Copy each line of the entries below that contains the string "UnknownCreature".

═══ Information given

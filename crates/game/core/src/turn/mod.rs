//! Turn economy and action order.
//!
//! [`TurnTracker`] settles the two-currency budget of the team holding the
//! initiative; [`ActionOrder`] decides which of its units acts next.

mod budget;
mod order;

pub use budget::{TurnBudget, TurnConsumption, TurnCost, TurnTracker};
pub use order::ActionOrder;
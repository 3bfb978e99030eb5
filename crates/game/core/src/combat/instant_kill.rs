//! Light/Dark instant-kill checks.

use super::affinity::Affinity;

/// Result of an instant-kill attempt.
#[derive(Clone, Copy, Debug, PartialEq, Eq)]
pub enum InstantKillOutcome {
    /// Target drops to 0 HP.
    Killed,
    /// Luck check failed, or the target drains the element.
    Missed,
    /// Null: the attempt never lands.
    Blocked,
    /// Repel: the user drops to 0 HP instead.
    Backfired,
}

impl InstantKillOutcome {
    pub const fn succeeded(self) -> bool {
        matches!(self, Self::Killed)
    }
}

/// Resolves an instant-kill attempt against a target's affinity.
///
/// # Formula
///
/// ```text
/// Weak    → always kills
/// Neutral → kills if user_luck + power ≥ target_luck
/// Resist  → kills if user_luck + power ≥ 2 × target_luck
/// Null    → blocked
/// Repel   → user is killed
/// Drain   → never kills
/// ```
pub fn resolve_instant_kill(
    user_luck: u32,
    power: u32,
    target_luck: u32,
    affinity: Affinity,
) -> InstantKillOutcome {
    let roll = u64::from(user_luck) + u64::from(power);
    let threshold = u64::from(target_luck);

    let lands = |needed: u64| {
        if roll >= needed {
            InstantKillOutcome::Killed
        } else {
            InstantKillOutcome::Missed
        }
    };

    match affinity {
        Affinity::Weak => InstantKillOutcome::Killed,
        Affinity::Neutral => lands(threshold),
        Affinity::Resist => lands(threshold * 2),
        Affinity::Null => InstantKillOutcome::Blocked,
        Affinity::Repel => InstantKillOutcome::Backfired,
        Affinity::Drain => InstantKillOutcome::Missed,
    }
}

══════
═══ Information given

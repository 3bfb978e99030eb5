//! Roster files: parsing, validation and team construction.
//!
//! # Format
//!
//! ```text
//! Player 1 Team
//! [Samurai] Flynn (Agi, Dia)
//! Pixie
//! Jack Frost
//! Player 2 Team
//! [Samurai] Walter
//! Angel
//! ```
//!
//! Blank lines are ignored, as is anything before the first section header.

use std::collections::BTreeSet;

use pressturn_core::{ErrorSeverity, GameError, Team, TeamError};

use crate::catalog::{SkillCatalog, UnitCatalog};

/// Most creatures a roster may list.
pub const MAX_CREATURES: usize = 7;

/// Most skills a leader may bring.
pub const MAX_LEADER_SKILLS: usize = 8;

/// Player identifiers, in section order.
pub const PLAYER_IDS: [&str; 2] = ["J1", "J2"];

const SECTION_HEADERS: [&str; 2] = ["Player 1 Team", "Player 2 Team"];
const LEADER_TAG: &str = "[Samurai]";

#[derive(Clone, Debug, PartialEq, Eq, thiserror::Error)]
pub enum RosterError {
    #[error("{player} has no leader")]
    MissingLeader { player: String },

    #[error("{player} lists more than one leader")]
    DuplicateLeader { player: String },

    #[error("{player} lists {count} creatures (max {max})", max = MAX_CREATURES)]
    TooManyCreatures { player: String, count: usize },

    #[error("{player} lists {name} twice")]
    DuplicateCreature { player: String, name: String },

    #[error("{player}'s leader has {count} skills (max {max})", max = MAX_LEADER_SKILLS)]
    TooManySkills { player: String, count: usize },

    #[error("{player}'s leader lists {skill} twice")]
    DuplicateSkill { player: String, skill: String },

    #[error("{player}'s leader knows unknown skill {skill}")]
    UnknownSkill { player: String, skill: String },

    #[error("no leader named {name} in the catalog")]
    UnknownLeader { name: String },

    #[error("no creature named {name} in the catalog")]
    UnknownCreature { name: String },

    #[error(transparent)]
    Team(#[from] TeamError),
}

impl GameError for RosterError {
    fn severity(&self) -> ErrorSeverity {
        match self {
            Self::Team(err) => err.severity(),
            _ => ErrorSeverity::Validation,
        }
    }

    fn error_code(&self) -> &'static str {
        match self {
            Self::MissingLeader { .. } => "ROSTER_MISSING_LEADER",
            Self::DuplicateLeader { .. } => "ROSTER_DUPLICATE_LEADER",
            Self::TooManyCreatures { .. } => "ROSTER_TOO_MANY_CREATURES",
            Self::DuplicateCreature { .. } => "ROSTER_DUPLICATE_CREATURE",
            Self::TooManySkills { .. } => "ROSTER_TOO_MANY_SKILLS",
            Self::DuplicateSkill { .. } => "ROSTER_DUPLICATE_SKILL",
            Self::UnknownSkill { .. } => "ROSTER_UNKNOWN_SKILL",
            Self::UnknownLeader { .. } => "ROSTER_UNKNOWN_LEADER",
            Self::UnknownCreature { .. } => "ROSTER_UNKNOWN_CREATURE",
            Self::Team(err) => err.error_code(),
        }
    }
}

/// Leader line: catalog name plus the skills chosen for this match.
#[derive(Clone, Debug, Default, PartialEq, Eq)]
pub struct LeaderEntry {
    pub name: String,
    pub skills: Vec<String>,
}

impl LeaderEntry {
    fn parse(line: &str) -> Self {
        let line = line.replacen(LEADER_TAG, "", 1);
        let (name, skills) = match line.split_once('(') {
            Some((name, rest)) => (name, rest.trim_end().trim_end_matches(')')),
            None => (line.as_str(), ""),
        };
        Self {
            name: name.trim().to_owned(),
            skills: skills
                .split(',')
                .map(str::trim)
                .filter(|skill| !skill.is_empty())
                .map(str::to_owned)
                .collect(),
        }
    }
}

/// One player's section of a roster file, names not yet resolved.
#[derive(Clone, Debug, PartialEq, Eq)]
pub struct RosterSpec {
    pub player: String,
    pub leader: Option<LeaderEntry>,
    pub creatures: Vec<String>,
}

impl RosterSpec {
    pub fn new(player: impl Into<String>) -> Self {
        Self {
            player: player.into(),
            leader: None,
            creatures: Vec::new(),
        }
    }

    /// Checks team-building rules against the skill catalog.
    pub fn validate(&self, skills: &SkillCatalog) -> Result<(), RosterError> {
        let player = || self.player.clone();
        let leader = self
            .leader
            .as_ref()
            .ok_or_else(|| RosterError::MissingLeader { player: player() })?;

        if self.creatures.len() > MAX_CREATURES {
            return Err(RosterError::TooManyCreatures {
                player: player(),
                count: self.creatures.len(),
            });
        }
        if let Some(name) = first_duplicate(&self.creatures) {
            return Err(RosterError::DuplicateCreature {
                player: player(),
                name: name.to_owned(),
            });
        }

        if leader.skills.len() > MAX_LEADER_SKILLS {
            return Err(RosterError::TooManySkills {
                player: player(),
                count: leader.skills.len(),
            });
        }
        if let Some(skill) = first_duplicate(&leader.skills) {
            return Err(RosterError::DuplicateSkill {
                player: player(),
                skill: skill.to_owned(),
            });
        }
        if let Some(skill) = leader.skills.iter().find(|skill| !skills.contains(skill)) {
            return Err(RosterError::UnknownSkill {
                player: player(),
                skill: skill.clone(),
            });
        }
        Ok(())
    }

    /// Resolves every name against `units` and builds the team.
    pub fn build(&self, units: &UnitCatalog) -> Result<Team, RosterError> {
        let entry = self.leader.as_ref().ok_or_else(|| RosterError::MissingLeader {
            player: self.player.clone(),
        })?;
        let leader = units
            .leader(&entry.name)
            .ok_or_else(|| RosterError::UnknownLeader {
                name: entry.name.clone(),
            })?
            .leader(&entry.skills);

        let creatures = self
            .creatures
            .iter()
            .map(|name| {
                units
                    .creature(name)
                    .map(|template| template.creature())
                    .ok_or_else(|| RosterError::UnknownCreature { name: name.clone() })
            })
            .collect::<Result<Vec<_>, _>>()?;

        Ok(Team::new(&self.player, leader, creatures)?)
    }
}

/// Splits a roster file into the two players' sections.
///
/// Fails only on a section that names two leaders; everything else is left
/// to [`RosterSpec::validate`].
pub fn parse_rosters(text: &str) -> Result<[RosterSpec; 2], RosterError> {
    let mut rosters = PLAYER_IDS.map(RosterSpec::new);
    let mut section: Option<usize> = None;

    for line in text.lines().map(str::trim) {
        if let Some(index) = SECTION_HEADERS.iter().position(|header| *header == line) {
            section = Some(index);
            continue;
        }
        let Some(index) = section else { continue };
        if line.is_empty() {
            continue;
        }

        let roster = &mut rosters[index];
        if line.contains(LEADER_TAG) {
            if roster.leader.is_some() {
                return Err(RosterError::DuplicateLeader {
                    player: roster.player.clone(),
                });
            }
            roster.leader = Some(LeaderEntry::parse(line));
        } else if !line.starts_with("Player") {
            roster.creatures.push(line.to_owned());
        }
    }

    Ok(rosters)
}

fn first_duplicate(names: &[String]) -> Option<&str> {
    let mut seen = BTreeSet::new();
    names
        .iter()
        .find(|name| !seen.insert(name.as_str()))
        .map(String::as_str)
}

══════
═══ Information given

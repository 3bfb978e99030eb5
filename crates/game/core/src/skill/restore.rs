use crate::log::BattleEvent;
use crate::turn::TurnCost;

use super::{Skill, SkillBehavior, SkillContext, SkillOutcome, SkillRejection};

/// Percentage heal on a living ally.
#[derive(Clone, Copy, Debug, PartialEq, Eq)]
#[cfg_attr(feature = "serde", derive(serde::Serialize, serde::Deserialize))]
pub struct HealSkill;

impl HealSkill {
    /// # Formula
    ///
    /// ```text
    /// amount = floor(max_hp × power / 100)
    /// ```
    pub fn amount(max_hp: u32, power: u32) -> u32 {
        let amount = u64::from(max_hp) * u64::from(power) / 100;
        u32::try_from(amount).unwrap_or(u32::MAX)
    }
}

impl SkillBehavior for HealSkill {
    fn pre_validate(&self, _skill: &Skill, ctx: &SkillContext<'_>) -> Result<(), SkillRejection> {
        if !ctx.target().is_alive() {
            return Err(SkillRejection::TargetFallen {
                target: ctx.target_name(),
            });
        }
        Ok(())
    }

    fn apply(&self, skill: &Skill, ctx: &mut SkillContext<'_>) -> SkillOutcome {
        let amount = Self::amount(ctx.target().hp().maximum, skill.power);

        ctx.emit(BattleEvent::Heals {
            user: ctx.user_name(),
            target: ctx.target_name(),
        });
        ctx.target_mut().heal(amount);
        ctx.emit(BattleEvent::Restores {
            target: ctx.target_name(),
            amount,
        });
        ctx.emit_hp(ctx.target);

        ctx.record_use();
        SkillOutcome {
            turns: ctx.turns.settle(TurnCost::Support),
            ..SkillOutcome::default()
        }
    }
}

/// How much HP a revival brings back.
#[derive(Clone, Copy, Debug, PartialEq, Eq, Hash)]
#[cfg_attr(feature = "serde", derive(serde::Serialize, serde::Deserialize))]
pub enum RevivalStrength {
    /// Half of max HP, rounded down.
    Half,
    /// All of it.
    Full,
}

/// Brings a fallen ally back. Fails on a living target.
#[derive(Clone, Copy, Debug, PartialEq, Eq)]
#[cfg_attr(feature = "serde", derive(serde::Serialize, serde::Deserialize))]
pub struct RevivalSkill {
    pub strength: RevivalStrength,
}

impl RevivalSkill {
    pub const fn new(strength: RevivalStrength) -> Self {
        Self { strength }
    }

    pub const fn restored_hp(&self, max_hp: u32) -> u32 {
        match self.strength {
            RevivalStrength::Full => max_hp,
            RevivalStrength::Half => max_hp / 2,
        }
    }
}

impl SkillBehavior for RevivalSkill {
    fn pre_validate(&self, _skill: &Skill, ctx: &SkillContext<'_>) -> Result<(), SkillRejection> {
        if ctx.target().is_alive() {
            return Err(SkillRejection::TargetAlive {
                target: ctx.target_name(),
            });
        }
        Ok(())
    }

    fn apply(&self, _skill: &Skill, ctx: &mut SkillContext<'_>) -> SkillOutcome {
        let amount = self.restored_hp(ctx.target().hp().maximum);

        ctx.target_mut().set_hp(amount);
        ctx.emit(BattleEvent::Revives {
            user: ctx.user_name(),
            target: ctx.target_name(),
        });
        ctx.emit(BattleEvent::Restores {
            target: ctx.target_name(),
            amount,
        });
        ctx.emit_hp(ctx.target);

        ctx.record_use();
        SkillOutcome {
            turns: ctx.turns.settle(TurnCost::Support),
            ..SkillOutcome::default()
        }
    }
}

══════

Exercise answer:
    UnknownCreature { name: String },
            Self::UnknownCreature { .. } => "ROSTER_UNKNOWN_CREATURE",
                    .ok_or_else(|| RosterError::UnknownCreature { name: name.clone() })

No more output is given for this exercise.